Works of Charles Dickens - Charles Dickens [3025]
'What I mean is, that however this comes to be the regular way of our government, it is its regular way. Have you ever heard of any projector or inventor who failed to find it all but inaccessible, and whom it did not discourage and ill-treat?'
'I cannot say that I ever have.'
'Have you ever known it to be beforehand in the adoption of any useful thing? Ever known it to set an example of any useful kind?'
'I am a good deal older than my friend here,' said Mr Meagles, 'and I'll answer that. Never.'
'But we all three have known, I expect,' said the inventor, 'a pretty many cases of its fixed determination to be miles upon miles, and years upon years, behind the rest of us; and of its being found out persisting in the use of things long superseded, even after the better things were well known and generally taken up?'
They all agreed upon that.
'Well then,' said Doyce, with a sigh, 'as I know what such a metal will do at such a temperature, and such a body under such a pressure, so I may know (if I will only consider), how these great lords and gentlemen will certainly deal with such a matter as mine.
I have no right to be surprised, with a head upon my shoulders, and memory in it, that I fall into the ranks with all who came before me. I ought to have let it alone. I have had warning enough, I am sure.'
With that he put up his spectacle-case, and said to Arthur, 'If I don't complain, Mr Clennam, I can feel gratitude; and I assure you that I feel it towards our mutual friend. Many's the day, and many's the way in which he has backed me.'
'Stuff and nonsense,' said Mr Meagles.
Arthur could not but glance at Daniel Doyce in the ensuing silence.
Though it was evidently in the grain of his character, and of his respect for his own case, that he should abstain from idle murmuring, it was evident that he had grown the older, the sterner, and the poorer, for his long endeavour. He could not but think what a blessed thing it would have been for this man, if he had taken a lesson from the gentlemen who were so kind as to take a nation's affairs in charge, and had learnt How not to do it.
Mr Meagles was hot and despondent for about five minutes, and then began to cool and clear up.

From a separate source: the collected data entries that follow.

use super::random::prf::PrfSeed;
use crate::{error::Error, traits::network_trait::NetworkTrait, types::Data};
use bytes::{Buf, BufMut, Bytes, BytesMut};

const WORD_BYTES: usize = std::mem::size_of::<Data>();

pub(crate) fn bytes_to_seed(mut bytes: BytesMut) -> Result<PrfSeed, Error> {
    if bytes.len() != 32 {
        Err(Error::Other(
            "cannot setup prf because wrong seed length from other party".to_owned(),
        ))
    } else {
        let mut their_seed: PrfSeed = [0; 32];
        bytes.copy_to_slice(&mut their_seed);
        Ok(their_seed)
    }
}

pub(crate) fn ceil_log2(x: usize) -> usize {
    let mut y = 0;
    let mut x = x.saturating_sub(1);
    while x > 0 {
        x >>= 1;
        y += 1;
    }
    y
}

pub(crate) fn check_power_of_two(x: usize) -> Result<(), Error> {
    if x.is_power_of_two() {
        Ok(())
    } else {
        Err(Error::NotPowerOfTwo(x))
    }
}

pub(crate) fn data_slice_to_bytes(values: &[Data]) -> Bytes {
    let mut out = BytesMut::with_capacity(WORD_BYTES * values.len());
    for v in values {
        out.put_u64_le(*v);
    }
    out.freeze()
}

pub(crate) fn data_vec_from_bytes(mut bytes: BytesMut, n: usize) -> Result<Vec<Data>, Error> {
    if bytes.remaining() != n * WORD_BYTES {
        return Err(Error::InvalidMessageSize);
    }
    let mut res = Vec::with_capacity(n);
    for _ in 0..n {
        res.push(bytes.get_u64_le());
    }
    Ok(res)
}

/// Sends to the predecessor and receives the same number of words from the
/// successor.
pub(crate) async fn send_prev_and_receive_next<N: NetworkTrait>(
    network: &mut N,
    values: &[Data],
) -> Result<Vec<Data>, Error> {
    let len = values.len();
    let response = network
        .send_prev_receive_next(data_slice_to_bytes(values), len * WORD_BYTES)
        .await?;
    data_vec_from_bytes(response, len)
}

/// Sends to the successor and receives the same number of words from the
/// predecessor.
pub(crate) async fn send_next_and_receive_prev<N: NetworkTrait>(
    network: &mut N,
    values: &[Data],
) -> Result<Vec<Data>, Error> {
    let len = values.len();
    let response = network
        .send_next_receive_prev(data_slice_to_bytes(values), len * WORD_BYTES)
        .await?;
    data_vec_from_bytes(response, len)
}

pub(crate) async fn send_vec<N: NetworkTrait>(
    network: &mut N,
    values: &[Data],
    id: usize,
) -> Result<(), Error> {
    Ok(network.send(id, data_slice_to_bytes(values)).await?)
}

pub(crate) async fn receive_vec<N: NetworkTrait>(
    network: &mut N,
    id: usize,
    len: usize,
) -> Result<Vec<Data>, Error> {
    let response = network.receive(id, len * WORD_BYTES).await?;
    data_vec_from_bytes(response, len)
}
use bytes::{Bytes, BytesMut};
use futures::{Sink, SinkExt, StreamExt};
use std::{
    io::{self},
    pin::Pin,
    sync::{
        atomic::{AtomicUsize, Ordering},
        Arc,
    },
};
use tokio::io::{AsyncReadExt, AsyncWriteExt};
use tokio_util::codec::{FramedRead, FramedWrite};

use crate::codecs::RawCodec;

pub type ReadChannel<T> = FramedRead<T, RawCodec>;
pub type WriteChannel<T> = FramedWrite<T, RawCodec>;
pub type BytesChannel<R, W> = Channel<R, W>;

/// Byte counters of a single connection, shared with the network handler.
#[derive(Debug, Default)]
pub struct ConnectionStats {
    sent: AtomicUsize,
    recv: AtomicUsize,
}

impl ConnectionStats {
    pub fn sent(&self) -> usize {
        self.sent.load(Ordering::Relaxed)
    }

    pub fn recv(&self) -> usize {
        self.recv.load(Ordering::Relaxed)
    }
}

#[derive(Debug)]
pub struct Channel<
    R: AsyncReadExt + Send + 'static + std::marker::Unpin,
    W: AsyncWriteExt + Send + 'static + std::marker::Unpin,
> {
    read_conn: ReadChannel<R>,
    write_conn: WriteChannel<W>,
    stats: Arc<ConnectionStats>,
}

impl<
        R: AsyncReadExt + Send + 'static + std::marker::Unpin,
        W: AsyncWriteExt + Send + 'static + std::marker::Unpin,
    > Channel<R, W>
{
    /// Create a new [`Channel`], backed by a read and write half. Messages are
    /// written without any framing, see [`RawCodec`].
    pub fn new(read_half: R, write_half: W, stats: Arc<ConnectionStats>) -> Self {
        Channel {
            write_conn: FramedWrite::new(write_half, RawCodec::new()),
            read_conn: FramedRead::new(read_half, RawCodec::new()),
            stats,
        }
    }

    pub fn stats(&self) -> &ConnectionStats {
        &self.stats
    }

    /// Waits until exactly `len` bytes have been received.
    pub async fn recv(&mut self, len: usize) -> Result<BytesMut, io::Error> {
        if len == 0 {
            return Ok(BytesMut::new());
        }
        self.read_conn.decoder_mut().expect(len);
        match self.read_conn.next().await {
            Some(Ok(frame)) => {
                self.stats.recv.fetch_add(frame.len(), Ordering::Relaxed);
                Ok(frame)
            }
            Some(Err(e)) => Err(e),
            None => Err(io::Error::new(
                io::ErrorKind::ConnectionAborted,
                "Receive on closed Channel",
            )),
        }
    }

    pub async fn close(self) -> Result<(), io::Error> {
        let Channel {
            mut read_conn,
            mut write_conn,
            ..
        } = self;
        write_conn.flush().await?;
        write_conn.close().await?;
        if let Some(x) = read_conn.next().await {
            match x {
                Ok(_) => {
                    return Err(io::Error::new(
                        io::ErrorKind::Other,
                        "Unexpected data on read channel when closing connections",
                    ));
                }
                Err(e) => {
                    return Err(e);
                }
            }
        }

        Ok(())
    }
}

impl<
        R: AsyncReadExt + Send + 'static + std::marker::Unpin,
        W: AsyncWriteExt + Send + 'static + std::marker::Unpin,
    > Sink<Bytes> for Channel<R, W>
{
    type Error = io::Error;

    fn poll_ready(
        mut self: std::pin::Pin<&mut Self>,
        cx: &mut std::task::Context<'_>,
    ) -> std::task::Poll<Result<(), Self::Error>> {
        self.write_conn.poll_ready_unpin(cx)
    }

    fn start_send(mut self: Pin<&mut Self>, item: Bytes) -> Result<(), Self::Error> {
        self.stats.sent.fetch_add(item.len(), Ordering::Relaxed);
        self.write_conn.start_send_unpin(item)
    }

    fn poll_flush(
        mut self: std::pin::Pin<&mut Self>,
        cx: &mut std::task::Context<'_>,
    ) -> std::task::Poll<Result<(), Self::Error>> {
        self.write_conn.poll_flush_unpin(cx)
    }

    fn poll_close(
        mut self: std::pin::Pin<&mut Self>,
        cx: &mut std::task::Context<'_>,
    ) -> std::task::Poll<Result<(), Self::Error>> {
        self.write_conn.poll_close_unpin(cx)
    }
}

'Come, come!' said he. 'We shall not make this the better by being grim. Where do you think of going, Dan?'
'I shall go back to the factory,' said Dan. 'Why then, we'll all go back to the factory, or walk in that direction,' returned Mr Meagles cheerfully. 'Mr Clennam won't be deterred by its being in Bleeding Heart Yard.'
'Bleeding Heart Yard?' said Clennam. 'I want to go there.'
'So much the better,' cried Mr Meagles. 'Come along!'
As they went along, certainly one of the party, and probably more than one, thought that Bleeding Heart Yard was no inappropriate destination for a man who had been in official correspondence with my lords and the Barnacles--and perhaps had a misgiving also that Britannia herself might come to look for lodgings in Bleeding Heart Yard some ugly day or other, if she over-did the Circumlocution Office.
CHAPTER 11
Let Loose
A late, dull autumn night was closing in upon the river Saone. The stream, like a sullied looking-glass in a gloomy place, reflected the clouds heavily; and the low banks leaned over here and there, as if they were half curious, and half afraid, to see their darkening pictures in the water. The flat expanse of country about Chalons lay a long heavy streak, occasionally made a little ragged by a row of poplar trees against the wrathful sunset. On the banks of the river Saone it was wet, depressing, solitary; and the night deepened fast.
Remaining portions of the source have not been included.